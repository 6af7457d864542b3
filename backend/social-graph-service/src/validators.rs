use once_cell::sync::Lazy;
use regex::Regex;
use std::collections::BTreeSet;
use validator::ValidationError;

/// Input validation utilities shared by the request payloads

// Patterns are hardcoded, so a failed compile is a source bug
static USERNAME_REGEX: Lazy<Regex> = Lazy::new(|| {
    Regex::new(r"^[a-zA-Z0-9_]{3,20}$").expect("hardcoded username regex is invalid")
});

static MENTION_REGEX: Lazy<Regex> =
    Lazy::new(|| Regex::new(r"@(\w+)").expect("hardcoded mention regex is invalid"));

pub const USERNAME_MIN_LEN: usize = 3;
pub const USERNAME_MAX_LEN: usize = 20;

/// 3-20 characters, ASCII alphanumerics and underscore
pub fn validate_username(username: &str) -> bool {
    USERNAME_REGEX.is_match(username)
}

/// validator crate compatible custom validator for username shape
pub fn validate_username_shape(username: &str) -> Result<(), ValidationError> {
    if validate_username(username) {
        Ok(())
    } else {
        Err(ValidationError::new("invalid_username"))
    }
}

/// Rejects strings that are empty once trimmed
pub fn validate_not_blank(value: &str) -> Result<(), ValidationError> {
    if value.trim().is_empty() {
        Err(ValidationError::new("blank"))
    } else {
        Ok(())
    }
}

/// Distinct `@handle` mentions in order of first appearance
pub fn extract_mentions(text: &str) -> Vec<String> {
    let mut seen = BTreeSet::new();
    MENTION_REGEX
        .captures_iter(text)
        .filter_map(|c| c.get(1).map(|m| m.as_str().to_string()))
        .filter(|m| seen.insert(m.clone()))
        .collect()
}

/// Turn an identity-provider nickname into a username base that satisfies
/// the username shape once a numeric suffix is appended.
pub fn normalize_username_base(nickname: &str) -> String {
    let mut base: String = nickname
        .to_lowercase()
        .chars()
        .map(|c| {
            if c.is_ascii_alphanumeric() || c == '_' {
                c
            } else {
                '_'
            }
        })
        .collect();

    if base.trim_matches('_').is_empty() {
        base = "user".to_string();
    }
    while base.len() < USERNAME_MIN_LEN {
        base.push('_');
    }
    base.truncate(USERNAME_MAX_LEN);
    base
}

/// Candidate username for the given attempt; attempt 0 is the bare base.
pub fn username_candidate(base: &str, attempt: u32) -> String {
    if attempt == 0 {
        return base.to_string();
    }
    let suffix = attempt.to_string();
    let keep = USERNAME_MAX_LEN.saturating_sub(suffix.len()).min(base.len());
    format!("{}{}", &base[..keep], suffix)
}

#[cfg(test)]
mod tests {
    use super::*;

    #[test]
    fn test_username_shape() {
        assert!(validate_username("abc"));
        assert!(validate_username("user_name_20_chars__"));
        assert!(!validate_username("ab"));
        assert!(!validate_username("user_name_21_chars___"));
        assert!(!validate_username("bad-name"));
        assert!(!validate_username("spa ce"));
    }

    #[test]
    fn test_not_blank() {
        assert!(validate_not_blank("hi").is_ok());
        assert!(validate_not_blank("   ").is_err());
    }

    #[test]
    fn test_extract_mentions_dedups_in_order() {
        let mentions = extract_mentions("hey @bob and @alice_1, also @bob!");
        assert_eq!(mentions, vec!["bob".to_string(), "alice_1".to_string()]);
        assert!(extract_mentions("no handles here").is_empty());
    }

    #[test]
    fn test_normalize_username_base() {
        assert_eq!(normalize_username_base("John.Doe"), "john_doe");
        assert_eq!(normalize_username_base("Al"), "al_");
        assert_eq!(normalize_username_base("..."), "user");
        assert_eq!(
            normalize_username_base("averyveryverylongnickname"),
            "averyveryverylongnic"
        );
        assert!(validate_username(&normalize_username_base("Émile")));
    }

    #[test]
    fn test_username_candidate_stays_within_limit() {
        assert_eq!(username_candidate("john", 0), "john");
        assert_eq!(username_candidate("john", 3), "john3");
        let base = "averyveryverylongnic";
        let candidate = username_candidate(base, 12);
        assert_eq!(candidate.len(), USERNAME_MAX_LEN);
        assert!(candidate.ends_with("12"));
        assert!(validate_username(&candidate));
    }
}
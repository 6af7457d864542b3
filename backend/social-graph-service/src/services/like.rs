use crate::db::{self, GraphClient};
use crate::domain::like::{Like, LikeTarget};
use crate::domain::notification::NotificationType;
use crate::domain::post::Post;
use crate::domain::user::User;
use crate::domain::Pagination;
use crate::error::{AppError, Result};
use crate::services::notification::NotificationService;
use chrono::{DateTime, Utc};
use neo4rs::query;
use serde::Deserialize;
use tracing::debug;
use uuid::Uuid;

#[derive(Debug, Deserialize)]
struct LikeResult {
    created_at: DateTime<Utc>,
    created: bool,
    owner_id: Option<Uuid>,
}

#[derive(Debug, Deserialize)]
struct LikeStatus {
    user_exists: bool,
    content_exists: bool,
    liked: bool,
}

#[derive(Clone)]
pub struct LikeService {
    graph: GraphClient,
    notifications: NotificationService,
}

impl LikeService {
    pub fn new(graph: GraphClient, notifications: NotificationService) -> Self {
        Self {
            graph,
            notifications,
        }
    }

    pub async fn like_post(&self, user_id: Uuid, post_id: Uuid) -> Result<Like> {
        self.like(user_id, post_id, LikeTarget::Post).await
    }

    pub async fn unlike_post(&self, user_id: Uuid, post_id: Uuid) -> Result<()> {
        self.unlike(user_id, post_id, LikeTarget::Post).await
    }

    pub async fn like_comment(&self, user_id: Uuid, comment_id: Uuid) -> Result<Like> {
        self.like(user_id, comment_id, LikeTarget::Comment).await
    }

    pub async fn unlike_comment(&self, user_id: Uuid, comment_id: Uuid) -> Result<()> {
        self.unlike(user_id, comment_id, LikeTarget::Comment).await
    }

    /// MERGE the LIKED edge; the counter only moves when the edge is new
    async fn like(&self, user_id: Uuid, content_id: Uuid, target: LikeTarget) -> Result<Like> {
        let cypher = format!(
            "MATCH (user:User {{user_id: $user_id}})
             MATCH (content:{label} {{{id_prop}: $content_id}})
             MERGE (user)-[r:LIKED]->(content)
             ON CREATE SET r.created_at = $now,
                           content.like_count = coalesce(content.like_count, 0) + 1
             RETURN {{
                created_at: r.created_at,
                created: r.created_at = $now,
                owner_id: coalesce(content.creator_id, content.user_id)
             }} AS result",
            label = target.label(),
            id_prop = target.id_property(),
        );
        let result = self
            .graph
            .fetch_optional::<LikeResult>(
                query(&cypher)
                    .param("user_id", user_id.to_string())
                    .param("content_id", content_id.to_string())
                    .param("now", db::now()),
                "result",
            )
            .await?;

        let result = match result {
            Some(r) => r,
            None => {
                let status = self.status(user_id, content_id, target).await?;
                return Err(missing(&status, target)
                    .unwrap_or_else(|| AppError::Internal("Failed to record like".into())));
            }
        };
        if !result.created {
            return Err(AppError::bad_request(format!(
                "You have already liked this {}",
                target.label().to_lowercase()
            )));
        }
        debug!(%user_id, %content_id, content_type = target.label(), "Like recorded");

        if let Some(owner_id) = result.owner_id {
            let notification_type = match target {
                LikeTarget::Post => NotificationType::LikedPost,
                LikeTarget::Comment => NotificationType::LikedComment,
            };
            self.notifications
                .notify(notification_type, user_id, owner_id, content_id)
                .await;
        }

        Ok(Like {
            user_id,
            content_id,
            content_type: target,
            created_at: result.created_at,
        })
    }

    async fn unlike(&self, user_id: Uuid, content_id: Uuid, target: LikeTarget) -> Result<()> {
        let cypher = format!(
            "MATCH (:User {{user_id: $user_id}})-[r:LIKED]->(content:{label} {{{id_prop}: $content_id}})
             DELETE r
             SET content.like_count = CASE
                WHEN coalesce(content.like_count, 0) > 0
                THEN content.like_count - 1 ELSE 0 END
             RETURN true AS removed",
            label = target.label(),
            id_prop = target.id_property(),
        );
        let removed = self
            .graph
            .fetch_optional::<bool>(
                query(&cypher)
                    .param("user_id", user_id.to_string())
                    .param("content_id", content_id.to_string()),
                "removed",
            )
            .await?;
        if removed.is_some() {
            debug!(%user_id, %content_id, content_type = target.label(), "Like removed");
            return Ok(());
        }

        let status = self.status(user_id, content_id, target).await?;
        if let Some(err) = missing(&status, target) {
            return Err(err);
        }
        if !status.liked {
            return Err(AppError::bad_request(format!(
                "You haven't liked this {}",
                target.label().to_lowercase()
            )));
        }
        Err(AppError::Internal("Failed to remove like".into()))
    }

    async fn status(&self, user_id: Uuid, content_id: Uuid, target: LikeTarget) -> Result<LikeStatus> {
        let cypher = format!(
            "OPTIONAL MATCH (user:User {{user_id: $user_id}})
             OPTIONAL MATCH (content:{label} {{{id_prop}: $content_id}})
             RETURN {{
                user_exists: user IS NOT NULL,
                content_exists: content IS NOT NULL,
                liked: user IS NOT NULL AND content IS NOT NULL
                       AND EXISTS {{ (user)-[:LIKED]->(content) }}
             }} AS status",
            label = target.label(),
            id_prop = target.id_property(),
        );
        self.graph
            .fetch_one(
                query(&cypher)
                    .param("user_id", user_id.to_string())
                    .param("content_id", content_id.to_string()),
                "status",
                "Like status",
            )
            .await
    }

    pub async fn get_post_likers(&self, post_id: Uuid, page: Pagination) -> Result<Vec<User>> {
        self.graph
            .fetch_all(
                query(
                    "MATCH (u:User)-[:LIKED]->(:Post {post_id: $post_id})
                     RETURN u {.*} AS user
                     ORDER BY u.username ASC
                     SKIP $offset LIMIT $limit",
                )
                .param("post_id", post_id.to_string())
                .param("offset", page.offset)
                .param("limit", page.limit),
                "user",
            )
            .await
    }

    /// Posts liked by `user_id`, most recently liked first
    pub async fn get_user_liked_posts(&self, user_id: Uuid, page: Pagination) -> Result<Vec<Post>> {
        self.graph
            .fetch_all(
                query(
                    "MATCH (:User {user_id: $user_id})-[r:LIKED]->(post:Post)
                     RETURN post {.*} AS post
                     ORDER BY r.created_at DESC, post.post_id ASC
                     SKIP $offset LIMIT $limit",
                )
                .param("user_id", user_id.to_string())
                .param("offset", page.offset)
                .param("limit", page.limit),
                "post",
            )
            .await
    }

    pub async fn has_liked(&self, user_id: Uuid, post_id: Uuid) -> Result<bool> {
        let status = self.status(user_id, post_id, LikeTarget::Post).await?;
        Ok(status.liked)
    }
}

fn missing(status: &LikeStatus, target: LikeTarget) -> Option<AppError> {
    if !status.user_exists {
        Some(AppError::not_found("User not found"))
    } else if !status.content_exists {
        Some(AppError::not_found(format!("{} not found", target.label())))
    } else {
        None
    }
}

#[cfg(test)]
mod tests {
    use super::*;

    #[test]
    fn test_missing_prefers_user_then_content() {
        let status = LikeStatus {
            user_exists: false,
            content_exists: false,
            liked: false,
        };
        assert!(matches!(
            missing(&status, LikeTarget::Post),
            Some(AppError::NotFound(m)) if m == "User not found"
        ));

        let status = LikeStatus {
            user_exists: true,
            content_exists: false,
            liked: false,
        };
        assert!(matches!(
            missing(&status, LikeTarget::Comment),
            Some(AppError::NotFound(m)) if m == "Comment not found"
        ));

        let status = LikeStatus {
            user_exists: true,
            content_exists: true,
            liked: true,
        };
        assert!(missing(&status, LikeTarget::Post).is_none());
    }
}
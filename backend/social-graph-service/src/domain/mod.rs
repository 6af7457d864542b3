pub mod bookmark;
pub mod comment;
pub mod dating;
pub mod edge;
pub mod interaction;
pub mod like;
pub mod message;
pub mod notification;
pub mod post;
pub mod user;

use serde::{Deserialize, Serialize};
use validator::Validate;

pub const DEFAULT_PAGE_SIZE: i64 = 50;
pub const MAX_PAGE_SIZE: i64 = 100;

fn default_limit() -> i64 {
    DEFAULT_PAGE_SIZE
}

/// Query parameters for paginated list endpoints
#[derive(Debug, Clone, Copy, PartialEq, Eq, Deserialize, Validate)]
pub struct Pagination {
    #[serde(default = "default_limit")]
    #[validate(range(min = 1, max = 100))]
    pub limit: i64,
    #[serde(default)]
    #[validate(range(min = 0))]
    pub offset: i64,
}

impl Default for Pagination {
    fn default() -> Self {
        Self {
            limit: DEFAULT_PAGE_SIZE,
            offset: 0,
        }
    }
}

impl Pagination {
    pub fn new(limit: i64, offset: i64) -> crate::error::Result<Self> {
        let page = Self { limit, offset };
        page.validate()?;
        Ok(page)
    }

    /// Slice an already ordered list
    pub fn apply<T>(&self, items: Vec<T>) -> Vec<T> {
        items
            .into_iter()
            .skip(self.offset as usize)
            .take(self.limit as usize)
            .collect()
    }
}

/// `{success: true}` style acknowledgement used by mutating endpoints
#[derive(Debug, Clone, Serialize, Deserialize, PartialEq)]
pub struct Ack {
    pub success: bool,
    #[serde(skip_serializing_if = "Option::is_none")]
    pub message: Option<String>,
}

impl Ack {
    pub fn ok() -> Self {
        Self {
            success: true,
            message: None,
        }
    }

    pub fn with_message(message: impl Into<String>) -> Self {
        Self {
            success: true,
            message: Some(message.into()),
        }
    }
}

#[cfg(test)]
mod tests {
    use super::*;

    #[test]
    fn test_pagination_bounds() {
        assert!(Pagination::new(1, 0).is_ok());
        assert!(Pagination::new(100, 10).is_ok());
        assert!(Pagination::new(0, 0).is_err());
        assert!(Pagination::new(101, 0).is_err());
        assert!(Pagination::new(10, -1).is_err());
    }

    #[test]
    fn test_pagination_defaults_from_query() {
        let page: Pagination = serde_json::from_value(serde_json::json!({})).unwrap();
        assert_eq!(page, Pagination::default());
    }

    #[test]
    fn test_apply_slices_window() {
        let page = Pagination::new(2, 1).unwrap();
        assert_eq!(page.apply(vec![1, 2, 3, 4]), vec![2, 3]);
        let past_end = Pagination::new(5, 10).unwrap();
        assert!(past_end.apply(vec![1, 2, 3]).is_empty());
    }
}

-=-=-

**Task prompt**. Which lines in the records above contain the word "const"? Copy each one.

**Reply to the task**.
pub const USERNAME_MIN_LEN: usize = 3;
pub const USERNAME_MAX_LEN: usize = 20;
pub const DEFAULT_PAGE_SIZE: i64 = 50;
pub const MAX_PAGE_SIZE: i64 = 100;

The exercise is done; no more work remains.